After visiting the World Heritage temple at Angkor Wat and other temples we were scheduled to visit the famous Tonle Sap Lake. It is the largest fresh water lake in south-east Asia which is unique for its unusual flow pattern in different seasons. It is a combined lake and river system of Cambodia and finds a place in UNESCO world biosphere list. In summer the lake shrinks and drains into the Mekong at Phnom Penh and in the rainy season it flows back to form a lake. The huge lake, whose normal area is 2700 sq.km in summer, increasing to a phenomenal 16000 sq.km in the rainy season, is home to a large variety of fish and the only source of sustenance for thousands of people living on the banks, engaged in fishing and related activities. It is, in fact, a huge floating village. But what we encountered at the lake was something we were not prepared for and way different from the common touristic experiences.
We boarded a motor boat from the jetty and embarked on our cruise. It was a huge lake, almost like a sea, whose banks were blurred. There was vegetation in and around the water but no trace of human habitation in the beginning. After a few minutes we found our boat being trailed by a smaller boat which was furiously trying to overtake ours .In no time it simply logged into our boat and two very young teenagers jumped in, goading us to buy soft drink bottles they were selling. On our refusal, they asked for money. We felt uneasy as we had not expected this. After a few minutes they left our boat with the same agility as they had jumped in and rowed away fast. It was a jarring note. Not that I had harboured any illusion about Cambodia, a third-world country, very akin to my own in so many respects.

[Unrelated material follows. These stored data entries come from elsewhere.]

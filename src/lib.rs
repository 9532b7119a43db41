//! Tumbler
//!
//! A textured, lit cube tumbling in front of a perspective camera, drawn
//! with wgpu inside a winit window.
//!
//! The crate is split along the data flow:
//! - [`config`] - TOML configuration with defaults for the stock scene
//! - [`stage`] - scene, camera, animation loop and the pending texture
//! - [`animation`] - the per-frame rotation loop
//! - [`gfx`] - scene model, GPU resources and the render engine
//! - [`app`] - window and event loop

pub mod animation;
pub mod app;
pub mod config;
pub mod error;
pub mod gfx;
pub mod prelude;
pub mod stage;
pub mod wgpu_utils;

// Re-export main types for convenience
pub use app::TumblerApp;
pub use error::{Result, TumblerError};

/// Runs the stock scene with configuration defaults
pub fn run_default() -> Result<()> {
    TumblerApp::new(config::AppConfig::default().with_env_overrides())?.run()
}
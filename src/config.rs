//! Application configuration
//!
//! Every value has a default matching the stock scene, so a config file only
//! needs to list what it changes. Files are TOML.

use std::path::{Path, PathBuf};

use serde::{Deserialize, Serialize};

use crate::{animation::RotationStep, gfx::resources::texture::WrapMode};

/// Environment variable overriding [`CubeConfig::texture`]
pub const TEXTURE_ENV_VAR: &str = "TUMBLER_TEXTURE";

/// Serializable configuration loaded from disk
pub trait Config: Serialize + for<'de> Deserialize<'de> + Default {
    /// Load configuration from a file, picking the format from the extension
    fn load_from_file(path: impl AsRef<Path>) -> Result<Self, ConfigError> {
        let path = path.as_ref();
        match path.extension().and_then(|ext| ext.to_str()) {
            Some("toml") => {
                let contents = std::fs::read_to_string(path)?;
                Self::from_toml_str(&contents)
            }
            _ => Err(ConfigError::UnsupportedFormat(path.display().to_string())),
        }
    }

    fn from_toml_str(contents: &str) -> Result<Self, ConfigError> {
        toml::from_str(contents).map_err(|e| ConfigError::Parse(e.to_string()))
    }

    fn to_toml_string(&self) -> Result<String, ConfigError> {
        toml::to_string_pretty(self).map_err(|e| ConfigError::Serialize(e.to_string()))
    }
}

#[derive(thiserror::Error, Debug)]
pub enum ConfigError {
    #[error("IO error: {0}")]
    Io(#[from] std::io::Error),

    #[error("parse error: {0}")]
    Parse(String),

    #[error("serialization error: {0}")]
    Serialize(String),

    #[error("unsupported config format: {0}")]
    UnsupportedFormat(String),
}

#[derive(Debug, Clone, PartialEq, Serialize, Deserialize, Default)]
#[serde(default)]
pub struct AppConfig {
    pub window: WindowConfig,
    pub viewport: ViewportConfig,
    pub camera: CameraConfig,
    pub cube: CubeConfig,
    pub lighting: LightingConfig,
    pub animation: AnimationConfig,
    pub render: RenderConfig,
}

impl Config for AppConfig {}

impl AppConfig {
    /// Applies environment overrides on top of the loaded values
    pub fn with_env_overrides(mut self) -> Self {
        if let Ok(texture) = std::env::var(TEXTURE_ENV_VAR) {
            if !texture.is_empty() {
                log::info!("Texture path overridden by {TEXTURE_ENV_VAR}: {texture}");
                self.cube.texture = PathBuf::from(texture);
            }
        }
        self
    }
}

#[derive(Debug, Clone, PartialEq, Serialize, Deserialize)]
#[serde(default)]
pub struct WindowConfig {
    pub title: String,
    pub width: u32,
    pub height: u32,
}

impl Default for WindowConfig {
    fn default() -> Self {
        Self {
            title: "tumbler".to_string(),
            width: 1200,
            height: 800,
        }
    }
}

#[derive(Debug, Clone, PartialEq, Serialize, Deserialize)]
#[serde(default)]
pub struct ViewportConfig {
    /// Follow window resizes. When false the startup size is kept for the
    /// camera aspect ratio and only the surface is reconfigured.
    pub track_resize: bool,
}

impl Default for ViewportConfig {
    fn default() -> Self {
        Self { track_resize: true }
    }
}

#[derive(Debug, Clone, PartialEq, Serialize, Deserialize)]
#[serde(default)]
pub struct CameraConfig {
    pub fov_degrees: f32,
    pub near: f32,
    pub far: f32,
    pub position: [f32; 3],
}

impl Default for CameraConfig {
    fn default() -> Self {
        Self {
            fov_degrees: 75.0,
            near: 0.1,
            far: 1000.0,
            position: [0.0, 0.0, 5.0],
        }
    }
}

#[derive(Debug, Clone, PartialEq, Serialize, Deserialize)]
#[serde(default)]
pub struct CubeConfig {
    /// Edge length of the box along each axis
    pub size: [f32; 3],
    pub texture: PathBuf,
    pub wrap_s: WrapMode,
    pub wrap_t: WrapMode,
    pub repeat: [f32; 2],
}

impl Default for CubeConfig {
    fn default() -> Self {
        Self {
            size: [2.4, 2.4, 2.4],
            texture: PathBuf::from("assets/metal003.png"),
            wrap_s: WrapMode::Repeat,
            wrap_t: WrapMode::Repeat,
            repeat: [2.0, 2.0],
        }
    }
}

#[derive(Debug, Clone, PartialEq, Serialize, Deserialize)]
#[serde(default)]
pub struct LightingConfig {
    pub ambient_color: [f32; 3],
    pub ambient_intensity: f32,
    pub spot_color: [f32; 3],
    pub spot_intensity: f32,
    pub spot_position: [f32; 3],
    pub spot_target: [f32; 3],
    /// Half-angle of the cone in radians
    pub spot_angle: f32,
    pub spot_cast_shadow: bool,
}

impl Default for LightingConfig {
    fn default() -> Self {
        Self {
            ambient_color: [1.0, 1.0, 1.0],
            ambient_intensity: 1.0,
            spot_color: [1.0, 1.0, 1.0],
            spot_intensity: 1.0,
            spot_position: [100.0, 1000.0, 1000.0],
            spot_target: [0.0, 0.0, 0.0],
            spot_angle: std::f32::consts::FRAC_PI_3,
            spot_cast_shadow: true,
        }
    }
}

#[derive(Debug, Clone, Copy, PartialEq, Eq, Serialize, Deserialize, Default)]
#[serde(rename_all = "snake_case")]
pub enum StepMode {
    /// Fixed increment every frame; speed follows the refresh rate
    #[default]
    PerFrame,
    /// Increment scaled by elapsed wall-clock time
    PerSecond,
}

#[derive(Debug, Clone, PartialEq, Serialize, Deserialize)]
#[serde(default)]
pub struct AnimationConfig {
    pub mode: StepMode,
    /// Radians per frame or per second, depending on `mode`
    pub radians: f32,
    /// Start the loop as soon as the mesh is available
    pub autostart: bool,
}

impl Default for AnimationConfig {
    fn default() -> Self {
        Self {
            mode: StepMode::PerFrame,
            radians: 0.01,
            autostart: true,
        }
    }
}

impl AnimationConfig {
    pub fn step(&self) -> RotationStep {
        match self.mode {
            StepMode::PerFrame => RotationStep::PerFrame(self.radians),
            StepMode::PerSecond => RotationStep::PerSecond(self.radians),
        }
    }
}

#[derive(Debug, Clone, PartialEq, Serialize, Deserialize)]
#[serde(default)]
pub struct RenderConfig {
    /// Pace frames by the display refresh
    pub vsync: bool,
    pub clear_color: [f64; 4],
}

impl Default for RenderConfig {
    fn default() -> Self {
        Self {
            vsync: true,
            clear_color: [0.0, 0.0, 0.0, 1.0],
        }
    }
}
//! Scene lights
//!
//! Two kinds are supported: an ambient term that lights every surface evenly
//! and a spot light shining a cone from a position towards a target.

use cgmath::{InnerSpace, Point3, Vector3};

#[derive(Debug, Clone, Copy, PartialEq)]
pub struct AmbientLight {
    pub color: [f32; 3],
    pub intensity: f32,
}

impl AmbientLight {
    pub fn new(color: [f32; 3]) -> Self {
        Self {
            color,
            intensity: 1.0,
        }
    }

    pub fn radiance(&self) -> [f32; 3] {
        self.color.map(|c| c * self.intensity)
    }
}

#[derive(Debug, Clone, Copy, PartialEq)]
pub struct SpotLight {
    pub color: [f32; 3],
    pub intensity: f32,
    pub position: Point3<f32>,
    pub target: Point3<f32>,
    /// Half-angle of the cone in radians
    pub angle: f32,
    /// Recorded for completeness; nothing in the scene receives shadows
    pub cast_shadow: bool,
}

impl SpotLight {
    pub fn new(color: [f32; 3]) -> Self {
        Self {
            color,
            intensity: 1.0,
            position: Point3::new(0.0, 1.0, 0.0),
            target: Point3::new(0.0, 0.0, 0.0),
            angle: std::f32::consts::FRAC_PI_3,
            cast_shadow: false,
        }
    }

    pub fn with_position(mut self, x: f32, y: f32, z: f32) -> Self {
        self.position = Point3::new(x, y, z);
        self
    }

    pub fn with_cast_shadow(mut self, cast_shadow: bool) -> Self {
        self.cast_shadow = cast_shadow;
        self
    }

    /// Unit vector from the light towards its target
    pub fn direction(&self) -> Vector3<f32> {
        let dir = self.target - self.position;
        if dir.magnitude2() > 0.0 {
            dir.normalize()
        } else {
            -Vector3::unit_y()
        }
    }

    pub fn radiance(&self) -> [f32; 3] {
        self.color.map(|c| c * self.intensity)
    }
}

#[derive(Debug, Clone, Copy, PartialEq)]
pub enum Light {
    Ambient(AmbientLight),
    Spot(SpotLight),
}

impl From<AmbientLight> for Light {
    fn from(light: AmbientLight) -> Self {
        Light::Ambient(light)
    }
}

impl From<SpotLight> for Light {
    fn from(light: SpotLight) -> Self {
        Light::Spot(light)
    }
}

#[cfg(test)]
mod tests {
    use super::*;
    use approx::assert_relative_eq;

    #[test]
    fn spot_direction_points_at_target() {
        let spot = SpotLight::new([1.0; 3]).with_position(0.0, 0.0, 10.0);
        let dir = spot.direction();
        assert_relative_eq!(dir.z, -1.0);
        assert_relative_eq!(dir.magnitude(), 1.0);
    }

    #[test]
    fn degenerate_spot_points_down() {
        let spot = SpotLight::new([1.0; 3]).with_position(0.0, 0.0, 0.0);
        assert_eq!(spot.direction(), Vector3::new(0.0, -1.0, 0.0));
    }

    #[test]
    fn radiance_scales_color() {
        let ambient = AmbientLight {
            color: [1.0, 0.5, 0.0],
            intensity: 0.5,
        };
        assert_eq!(ambient.radiance(), [0.5, 0.25, 0.0]);
    }
}
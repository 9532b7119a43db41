use crate::gfx::scene::{
    light::{AmbientLight, Light, SpotLight},
    mesh::{Mesh, MeshLayouts},
};

/// Stable handle to a mesh inside a [`Scene`]
#[derive(Debug, Clone, Copy, PartialEq, Eq, Hash)]
pub struct MeshId(pub(crate) usize);

/// Lighting reduced to what the shader consumes
#[derive(Debug, Clone, Copy, PartialEq)]
pub struct LightEnvironment {
    /// Sum of all ambient lights
    pub ambient: [f32; 3],
    pub spot: Option<SpotLight>,
}

/// The set of renderable meshes and lights composing the world
///
/// Objects are only ever added, so a [`MeshId`] stays valid for the
/// lifetime of the scene.
#[derive(Default)]
pub struct Scene {
    meshes: Vec<Mesh>,
    lights: Vec<Light>,
}

impl Scene {
    pub fn new() -> Self {
        Self::default()
    }

    pub fn add_mesh(&mut self, mesh: Mesh) -> MeshId {
        log::debug!("Adding mesh '{}' to scene", mesh.name);
        self.meshes.push(mesh);
        MeshId(self.meshes.len() - 1)
    }

    /// Adds a light. Only the first spot light is rendered; later ones are
    /// reported when added and otherwise ignored.
    pub fn add_light(&mut self, light: impl Into<Light>) {
        let light = light.into();
        if matches!(light, Light::Spot(_)) && self.has_spot_light() {
            log::warn!("Only one spot light is rendered; ignoring the extra one");
        }
        self.lights.push(light);
    }

    fn has_spot_light(&self) -> bool {
        self.lights.iter().any(|l| matches!(l, Light::Spot(_)))
    }

    pub fn mesh(&self, id: MeshId) -> Option<&Mesh> {
        self.meshes.get(id.0)
    }

    pub fn mesh_mut(&mut self, id: MeshId) -> Option<&mut Mesh> {
        self.meshes.get_mut(id.0)
    }

    pub fn meshes(&self) -> impl Iterator<Item = &Mesh> {
        self.meshes.iter()
    }

    pub fn lights(&self) -> &[Light] {
        &self.lights
    }

    pub fn mesh_count(&self) -> usize {
        self.meshes.len()
    }

    pub fn light_count(&self) -> usize {
        self.lights.len()
    }

    /// Meshes plus lights
    pub fn object_count(&self) -> usize {
        self.meshes.len() + self.lights.len()
    }

    /// Collapses the light list: ambient lights add up, the first spot light
    /// wins.
    pub fn light_environment(&self) -> LightEnvironment {
        let mut ambient = [0.0f32; 3];
        let mut spot = None;

        for light in &self.lights {
            match light {
                Light::Ambient(a) => {
                    let radiance = a.radiance();
                    for (total, c) in ambient.iter_mut().zip(radiance) {
                        *total += c;
                    }
                }
                Light::Spot(s) if spot.is_none() => spot = Some(*s),
                Light::Spot(_) => {}
            }
        }

        LightEnvironment { ambient, spot }
    }

    /// Uploads meshes added since the last call
    pub fn init_gpu_resources(
        &mut self,
        device: &wgpu::Device,
        queue: &wgpu::Queue,
        layouts: &MeshLayouts<'_>,
    ) {
        for mesh in self.meshes.iter_mut().filter(|m| !m.has_gpu_resources()) {
            mesh.init_gpu_resources(device, queue, layouts);
        }
    }

    /// Syncs every mesh's transform and material to the GPU
    pub fn update_gpu(&mut self, queue: &wgpu::Queue) {
        for mesh in &mut self.meshes {
            mesh.update_gpu(queue);
        }
    }

    pub fn get_statistics(&self) -> SceneStatistics {
        SceneStatistics {
            mesh_count: self.meshes.len(),
            light_count: self.lights.len(),
            total_triangles: self.meshes.iter().map(|m| m.geometry.triangle_count()).sum(),
            total_vertices: self.meshes.iter().map(|m| m.geometry.vertex_count()).sum(),
        }
    }
}

/// Scene statistics for logging
#[derive(Debug, PartialEq, Eq)]
pub struct SceneStatistics {
    pub mesh_count: usize,
    pub light_count: usize,
    pub total_triangles: usize,
    pub total_vertices: usize,
}
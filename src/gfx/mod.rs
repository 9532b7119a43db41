//! # Graphics Module
//!
//! Everything between the scene model and the GPU.
//!
//! - **Camera** ([`camera`]) - perspective camera and its uniform
//! - **Geometry** ([`geometry`]) - procedural box geometry
//! - **Rendering** ([`rendering`]) - pipelines and the [`RenderEngine`]
//! - **Resources** ([`resources`]) - textures, materials, global bindings
//! - **Scene** ([`scene`]) - meshes and lights
//!
//! The scene model has no GPU state until [`RenderEngine::prepare_scene`]
//! uploads it, so scenes can be built and animated without a device.

pub mod camera;
pub mod geometry;
pub mod rendering;
pub mod resources;
pub mod scene;

// Re-export commonly used types
pub use camera::PerspectiveCamera;
pub use rendering::render_engine::RenderEngine;
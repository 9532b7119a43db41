//! CPU-side world state
//!
//! The [`Stage`] owns everything the app animates: the scene, the camera, the
//! animation loop and the texture that is still loading. It has no GPU
//! dependency; the renderer only reads from it.

use std::{sync::Arc, time::Duration};

use cgmath::{Deg, Point3};

use crate::{
    animation::{AnimationLoop, FrameOutcome},
    config::{AppConfig, CubeConfig, LightingConfig},
    error::Result,
    gfx::{
        camera::PerspectiveCamera,
        geometry::generate_box,
        resources::{
            texture::{Texture, TextureOptions},
            texture_loader::{LoadStatus, PendingTexture, TextureLoader},
        },
        scene::{AmbientLight, LambertMaterial, Mesh, MeshId, Scene, SpotLight},
    },
};

/// What [`Stage::poll_resources`] observed this turn
#[derive(Debug, Clone, Copy, PartialEq, Eq)]
pub enum PollOutcome {
    /// The texture is still loading
    Waiting,
    /// The texture arrived and the cube was added to the scene
    Loaded(MeshId),
    /// Nothing is loading
    Idle,
}

pub struct Stage {
    config: AppConfig,
    scene: Scene,
    camera: PerspectiveCamera,
    animation: AnimationLoop,
    loader: TextureLoader,
    pending: Option<PendingTexture>,
    cube: Option<MeshId>,
}

impl Stage {
    /// Builds the lit scene and camera for a viewport of `width` × `height`
    /// pixels. The cube is added later, once its texture has loaded.
    pub fn new(config: AppConfig, (width, height): (u32, u32)) -> Self {
        let mut scene = Scene::new();
        let (ambient, spot) = build_lights(&config.lighting);
        scene.add_light(ambient);
        scene.add_light(spot);

        let [x, y, z] = config.camera.position;
        let camera = PerspectiveCamera::for_viewport(
            Deg(config.camera.fov_degrees),
            width,
            height,
            config.camera.near,
            config.camera.far,
        )
        .with_position(x, y, z);

        let animation = AnimationLoop::new(config.animation.step());

        Self {
            config,
            scene,
            camera,
            animation,
            loader: TextureLoader::new(),
            pending: None,
            cube: None,
        }
    }

    /// Starts loading the cube texture. Later calls are ignored.
    pub fn begin_loading(&mut self) {
        if self.pending.is_some() || self.cube.is_some() {
            log::debug!("Texture load already requested");
            return;
        }

        let cube = &self.config.cube;
        let options = TextureOptions {
            wrap_s: cube.wrap_s,
            wrap_t: cube.wrap_t,
            repeat: cube.repeat,
        };
        log::info!("Loading texture {}", cube.texture.display());
        self.pending = Some(self.loader.load(cube.texture.clone(), options));
    }

    /// Checks the pending texture without blocking
    ///
    /// On the single successful completion the cube is built, added to the
    /// scene and the animation loop is bound to it (and started when
    /// `animation.autostart` is set). A failed load is returned as an error
    /// and leaves the scene with its lights only.
    pub fn poll_resources(&mut self) -> Result<PollOutcome> {
        let Some(pending) = self.pending.as_mut() else {
            return Ok(PollOutcome::Idle);
        };

        match pending.poll() {
            LoadStatus::Pending => Ok(PollOutcome::Waiting),
            LoadStatus::Consumed => {
                self.pending = None;
                Ok(PollOutcome::Idle)
            }
            LoadStatus::Ready(result) => {
                let path = pending.path().to_path_buf();
                self.pending = None;

                let texture = result.inspect_err(|e| {
                    log::error!("Texture {} failed to load: {e}", path.display());
                })?;

                let (w, h) = texture.dimensions();
                log::info!("Texture {} loaded ({w}x{h})", path.display());

                let id = self.scene.add_mesh(build_cube_mesh(texture, &self.config.cube));
                let stats = self.scene.get_statistics();
                log::info!(
                    "Scene ready: {} mesh(es), {} light(s), {} triangles, {} vertices",
                    stats.mesh_count,
                    stats.light_count,
                    stats.total_triangles,
                    stats.total_vertices
                );
                self.cube = Some(id);
                self.animation.bind(id);
                if self.config.animation.autostart {
                    self.animation.start();
                }
                Ok(PollOutcome::Loaded(id))
            }
        }
    }

    /// Runs one animation iteration
    pub fn frame(&mut self, elapsed: Duration) -> FrameOutcome {
        self.animation.tick(&mut self.scene, elapsed)
    }

    /// Follows a viewport resize when `viewport.track_resize` is enabled
    pub fn resize(&mut self, width: u32, height: u32) {
        if !self.config.viewport.track_resize {
            return;
        }
        self.camera.resize_projection(width, height);
    }

    pub fn config(&self) -> &AppConfig {
        &self.config
    }

    pub fn scene(&self) -> &Scene {
        &self.scene
    }

    /// Scene and camera borrowed together for rendering
    pub fn view_mut(&mut self) -> (&mut Scene, &PerspectiveCamera) {
        (&mut self.scene, &self.camera)
    }

    pub fn camera(&self) -> &PerspectiveCamera {
        &self.camera
    }

    pub fn animation(&self) -> &AnimationLoop {
        &self.animation
    }

    pub fn animation_mut(&mut self) -> &mut AnimationLoop {
        &mut self.animation
    }

    /// The cube, once its texture has loaded
    pub fn cube(&self) -> Option<MeshId> {
        self.cube
    }

    pub fn is_loading(&self) -> bool {
        self.pending.is_some()
    }
}

/// Ambient and spot light as configured
pub fn build_lights(config: &LightingConfig) -> (AmbientLight, SpotLight) {
    let ambient = AmbientLight {
        intensity: config.ambient_intensity,
        ..AmbientLight::new(config.ambient_color)
    };

    let [x, y, z] = config.spot_position;
    let [tx, ty, tz] = config.spot_target;
    let spot = SpotLight {
        intensity: config.spot_intensity,
        target: Point3::new(tx, ty, tz),
        angle: config.spot_angle,
        ..SpotLight::new(config.spot_color)
    }
    .with_position(x, y, z)
    .with_cast_shadow(config.spot_cast_shadow);

    (ambient, spot)
}

/// Box mesh of the configured size with `texture` as its diffuse map
pub fn build_cube_mesh(texture: Texture, config: &CubeConfig) -> Mesh {
    let [width, height, depth] = config.size;
    Mesh::new(
        generate_box(width, height, depth),
        LambertMaterial::with_map(Arc::new(texture)),
    )
    .with_name("cube")
}

#[cfg(test)]
mod tests {
    use super::*;
    use crate::{
        animation::LoopState,
        gfx::{resources::texture::WrapMode, scene::Light},
    };
    use approx::assert_relative_eq;
    use std::path::PathBuf;

    fn write_png(name: &str) -> PathBuf {
        let path = std::env::temp_dir().join(format!("tumbler-stage-{}-{name}.png", std::process::id()));
        image::RgbaImage::from_pixel(4, 4, image::Rgba([200, 100, 50, 255]))
            .save(&path)
            .unwrap();
        path
    }

    fn config_with_texture(path: PathBuf) -> AppConfig {
        let mut config = AppConfig::default();
        config.cube.texture = path;
        config
    }

    fn poll_until_done(stage: &mut Stage) -> Result<PollOutcome> {
        for _ in 0..500 {
            match stage.poll_resources()? {
                PollOutcome::Waiting => std::thread::sleep(Duration::from_millis(5)),
                outcome => return Ok(outcome),
            }
        }
        panic!("texture never finished loading");
    }

    #[test]
    fn starts_with_lights_only() {
        let stage = Stage::new(AppConfig::default(), (1200, 800));
        assert_eq!(stage.scene().mesh_count(), 0);
        assert_eq!(stage.scene().light_count(), 2);
        assert_eq!(stage.cube(), None);
        assert_eq!(stage.animation().state(), LoopState::Idle);
    }

    #[test]
    fn camera_follows_viewport() {
        let stage = Stage::new(AppConfig::default(), (1920, 1080));
        let camera = stage.camera();
        assert_relative_eq!(camera.aspect, 1.7777778, max_relative = 1e-6);
        assert_eq!(camera.fovy, Deg(75.0));
        assert_eq!(camera.znear, 0.1);
        assert_eq!(camera.zfar, 1000.0);
        assert_eq!(camera.position, Point3::new(0.0, 0.0, 5.0));
    }

    #[test]
    fn resize_respects_tracking_switch() {
        let mut stage = Stage::new(AppConfig::default(), (800, 800));
        stage.resize(1600, 800);
        assert_relative_eq!(stage.camera().aspect, 2.0);

        let mut config = AppConfig::default();
        config.viewport.track_resize = false;
        let mut fixed = Stage::new(config, (800, 800));
        fixed.resize(1600, 800);
        assert_relative_eq!(fixed.camera().aspect, 1.0);
    }

    #[test]
    fn lights_match_configuration() {
        let (ambient, spot) = build_lights(&LightingConfig::default());
        assert_eq!(ambient.color, [1.0, 1.0, 1.0]);
        assert_eq!(spot.position, Point3::new(100.0, 1000.0, 1000.0));
        assert_eq!(spot.target, Point3::new(0.0, 0.0, 0.0));
        assert!(spot.cast_shadow);

        let stage = Stage::new(AppConfig::default(), (10, 10));
        assert!(matches!(stage.scene().lights()[0], Light::Ambient(_)));
        assert!(matches!(stage.scene().lights()[1], Light::Spot(_)));
    }

    #[test]
    fn idle_before_loading() {
        let mut stage = Stage::new(AppConfig::default(), (10, 10));
        assert_eq!(stage.poll_resources().unwrap(), PollOutcome::Idle);
        assert_eq!(stage.frame(Duration::from_millis(16)), FrameOutcome::Halted);
    }

    #[test]
    fn loaded_texture_adds_cube_once() {
        let path = write_png("once");
        let mut stage = Stage::new(config_with_texture(path.clone()), (1200, 800));
        stage.begin_loading();
        stage.begin_loading();
        assert!(stage.is_loading());

        let PollOutcome::Loaded(id) = poll_until_done(&mut stage).unwrap() else {
            panic!("expected the cube to load");
        };
        assert_eq!(stage.cube(), Some(id));
        assert_eq!(stage.scene().object_count(), 3);
        assert!(stage.animation().is_running());

        assert_eq!(stage.poll_resources().unwrap(), PollOutcome::Idle);
        stage.begin_loading();
        assert!(!stage.is_loading());
        for _ in 0..5 {
            stage.frame(Duration::from_millis(16));
        }
        assert_eq!(stage.scene().object_count(), 3);

        let rotation = stage.scene().mesh(id).unwrap().rotation;
        assert_relative_eq!(rotation.x.0, 0.05, max_relative = 1e-5);
        assert_relative_eq!(rotation.y.0, 0.05, max_relative = 1e-5);

        let _ = std::fs::remove_file(path);
    }

    #[test]
    fn cube_texture_tiles_twice() {
        let path = write_png("tiles");
        let mut stage = Stage::new(config_with_texture(path.clone()), (10, 10));
        stage.begin_loading();
        let PollOutcome::Loaded(id) = poll_until_done(&mut stage).unwrap() else {
            panic!("expected the cube to load");
        };

        let mesh = stage.scene().mesh(id).unwrap();
        let map = mesh.material.map.as_ref().unwrap();
        assert_eq!(map.options.wrap_s, WrapMode::Repeat);
        assert_eq!(map.options.wrap_t, WrapMode::Repeat);
        assert_eq!(map.options.repeat, [2.0, 2.0]);
        assert_eq!(map.dimensions(), (4, 4));

        let _ = std::fs::remove_file(path);
    }

    #[test]
    fn failed_load_keeps_lights_only() {
        let missing = std::env::temp_dir().join("tumbler-stage-does-not-exist.png");
        let mut stage = Stage::new(config_with_texture(missing), (10, 10));
        stage.begin_loading();

        assert!(poll_until_done(&mut stage).is_err());
        assert_eq!(stage.scene().object_count(), 2);
        assert_eq!(stage.cube(), None);
        assert!(!stage.animation().is_running());
        assert_eq!(stage.poll_resources().unwrap(), PollOutcome::Idle);
    }

    #[test]
    fn autostart_can_be_disabled() {
        let path = write_png("manual");
        let mut config = config_with_texture(path.clone());
        config.animation.autostart = false;
        let mut stage = Stage::new(config, (10, 10));
        stage.begin_loading();
        poll_until_done(&mut stage).unwrap();

        assert_eq!(stage.animation().state(), LoopState::Idle);
        assert!(stage.animation().target().is_some());

        let _ = std::fs::remove_file(path);
    }
}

As our boat travelled farther towards the middle of the lake, we could see some specs on the water. Gradually they turned out to be a sprawling settlement....human habitation on the water. Moving farther we noticed small shanties, most of them makeshift, barely serving as a shelter. There were shops, markets, eateries, a church and even a school! Hundreds of people were busy with their daily chores. Hundreds of boats of all sizes and shapes were floating on the water. It was a floating village! But everywhere it was a picture of abject poverty and squalor. Suddenly we saw two little children floating in a large metal tub drawing up near. We were shocked to find a live snake wound around one child's neck. They were displaying it to the foreign tourists and begging for money .Instantaneously my trip became soured. On asking our guide we came to know that these people were mostly Vietnamese refugees forced to take shelter on the lake and live a life of sheer wretchedness in poverty. We noticed dirt and filth all around, half-clad children and men and women in tattered clothes. This spectacle perhaps generated the curiosity of the western tourists for the 'other', the exotic in a poor, third-world country but we, from a similar socio-economic background, couldn't find anything such. It felt so sad that these people had been forced to sell their poverty at the expense of their children. At the end of the day we returned with a heavy heart and regretted our visit to the lake. The grandeur of Angkor Wat or Bantey Srey or the natural beauty of Phnom Kulen was a gross mismatch for the sordid reality of Tonle Sap Lake.